Work task ::
After locating the line containing "if window.dim() != (n_ch, cycle_len)", transcribe that line and all following lines exactly, stopping only at the end of the records.

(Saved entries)
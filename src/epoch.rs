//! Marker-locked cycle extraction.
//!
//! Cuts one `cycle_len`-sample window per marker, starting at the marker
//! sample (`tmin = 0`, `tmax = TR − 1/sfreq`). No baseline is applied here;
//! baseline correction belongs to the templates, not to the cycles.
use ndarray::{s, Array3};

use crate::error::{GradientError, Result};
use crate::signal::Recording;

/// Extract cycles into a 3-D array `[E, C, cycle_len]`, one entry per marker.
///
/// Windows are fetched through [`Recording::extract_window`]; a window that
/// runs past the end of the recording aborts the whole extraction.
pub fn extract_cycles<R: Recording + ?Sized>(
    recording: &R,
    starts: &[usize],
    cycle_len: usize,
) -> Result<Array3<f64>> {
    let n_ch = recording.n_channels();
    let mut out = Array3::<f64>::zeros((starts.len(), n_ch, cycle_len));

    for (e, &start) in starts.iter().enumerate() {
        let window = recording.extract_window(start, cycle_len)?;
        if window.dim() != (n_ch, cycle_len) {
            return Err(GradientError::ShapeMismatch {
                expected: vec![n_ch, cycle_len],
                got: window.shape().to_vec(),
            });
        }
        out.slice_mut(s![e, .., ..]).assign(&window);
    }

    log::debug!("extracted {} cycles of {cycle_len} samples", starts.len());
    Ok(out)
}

Solution for this exercise ::
        if window.dim() != (n_ch, cycle_len) {
            return Err(GradientError::ShapeMismatch {
                expected: vec![n_ch, cycle_len],
                got: window.shape().to_vec(),
            });
        }
        out.slice_mut(s![e, .., ..]).assign(&window);
    }

    log::debug!("extracted {} cycles of {cycle_len} samples", starts.len());
    Ok(out)
}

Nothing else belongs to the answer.